### EXERCISE DETAILS
Transcribe each record below word for word.

### DATA UNDER STUDY
use crate::arguments::{CustomSchemesArguments, TargetArgsAndEnv};
use crate::config::Project;
use crate::decode::{
    Cursor, Lines, Positions, command_line_arguments, environment_variables, slice_for_scheme,
};
use crate::error::Result;
use crate::types::{
    BuildableReference, CommandLineArgument, EnvironmentVariable, Profile, Run, SchemeInfo, Target,
    TargetId, TargetLookup, TargetsById, Test, TestTarget, prepend_default_environment,
};

/// Resolves every custom scheme declared in `arguments`.
///
/// Both line files must already be read. Validation runs before any
/// slicing, and any failure aborts the whole run.
pub fn calculate_scheme_infos<'p>(
    arguments: &CustomSchemesArguments,
    args_env: &Lines,
    execution_action_lines: &Lines,
    target_args_env: &TargetArgsAndEnv,
    project: &'p Project,
) -> Result<Vec<SchemeInfo<'p>>> {
    arguments.validate()?;
    arguments.check_args_env_line_count(&args_env.description, args_env.lines.len())?;

    let execution_actions = arguments.execution_actions.calculate(
        &execution_action_lines.description,
        &execution_action_lines.lines,
        &project.targets_by_id,
    )?;
    for scheme_name in execution_actions.keys() {
        if !arguments.custom_schemes.contains(scheme_name) {
            tracing::warn!(
                "Execution actions reference undeclared scheme \"{}\"; ignoring them",
                scheme_name
            );
        }
    }

    let mut cursors = Cursors::default();
    let mut scheme_infos = Vec::with_capacity(arguments.scheme_count());

    for (index, name) in arguments.custom_schemes.iter().enumerate() {
        let context = SchemeContext {
            arguments,
            raw: &args_env.lines,
            target_args_env,
            project,
            index,
            name,
        };

        let (test, next) = test_action(&context, cursors)?;
        let (mut run, next) = run_action(&context, next)?;
        let (profile, next) = profile_action(&context, next)?;
        cursors = next;

        run.transitive_preview_references =
            transitive_preview_references(&test, &run, &profile, project);

        tracing::debug!(
            "Assembled scheme \"{}\": {} test targets, run launch target {:?}, profile launch target {:?}",
            name,
            test.test_targets.len(),
            run.launch_target.as_ref().map(|launch| &launch.primary.id),
            profile.launch_target.as_ref().map(|launch| &launch.primary.id),
        );

        scheme_infos.push(SchemeInfo {
            name: name.clone(),
            test,
            run,
            profile,
            execution_actions: execution_actions.get(name).cloned().unwrap_or_default(),
        });
    }

    debug_assert_eq!(cursors.lines.position(), args_env.lines.len());
    tracing::info!("Assembled {} custom schemes", scheme_infos.len());
    Ok(scheme_infos)
}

### FINISHED EXERCISE
use crate::arguments::{CustomSchemesArguments, TargetArgsAndEnv};
use crate::config::Project;
use crate::decode::{
    Cursor, Lines, Positions, command_line_arguments, environment_variables, slice_for_scheme,
};
use crate::error::Result;
use crate::types::{
    BuildableReference, CommandLineArgument, EnvironmentVariable, Profile, Run, SchemeInfo, Target,
    TargetId, TargetLookup, TargetsById, Test, TestTarget, prepend_default_environment,
};

/// Resolves every custom scheme declared in `arguments`.
///
/// Both line files must already be read. Validation runs before any
/// slicing, and any failure aborts the whole run.
pub fn calculate_scheme_infos<'p>(
    arguments: &CustomSchemesArguments,
    args_env: &Lines,
    execution_action_lines: &Lines,
    target_args_env: &TargetArgsAndEnv,
    project: &'p Project,
) -> Result<Vec<SchemeInfo<'p>>> {
    arguments.validate()?;
    arguments.check_args_env_line_count(&args_env.description, args_env.lines.len())?;

    let execution_actions = arguments.execution_actions.calculate(
        &execution_action_lines.description,
        &execution_action_lines.lines,
        &project.targets_by_id,
    )?;
    for scheme_name in execution_actions.keys() {
        if !arguments.custom_schemes.contains(scheme_name) {
            tracing::warn!(
                "Execution actions reference undeclared scheme \"{}\"; ignoring them",
                scheme_name
            );
        }
    }

    let mut cursors = Cursors::default();
    let mut scheme_infos = Vec::with_capacity(arguments.scheme_count());

    for (index, name) in arguments.custom_schemes.iter().enumerate() {
        let context = SchemeContext {
            arguments,
            raw: &args_env.lines,
            target_args_env,
            project,
            index,
            name,
        };

        let (test, next) = test_action(&context, cursors)?;
        let (mut run, next) = run_action(&context, next)?;
        let (profile, next) = profile_action(&context, next)?;
        cursors = next;

        run.transitive_preview_references =
            transitive_preview_references(&test, &run, &profile, project);

        tracing::debug!(
            "Assembled scheme \"{}\": {} test targets, run launch target {:?}, profile launch target {:?}",
            name,
            test.test_targets.len(),
            run.launch_target.as_ref().map(|launch| &launch.primary.id),
            profile.launch_target.as_ref().map(|launch| &launch.primary.id),
        );

        scheme_infos.push(SchemeInfo {
            name: name.clone(),
            test,
            run,
            profile,
            execution_actions: execution_actions.get(name).cloned().unwrap_or_default(),
        });
    }

    debug_assert_eq!(cursors.lines.position(), args_env.lines.len());
    tracing::info!("Assembled {} custom schemes", scheme_infos.len());
    Ok(scheme_infos)
}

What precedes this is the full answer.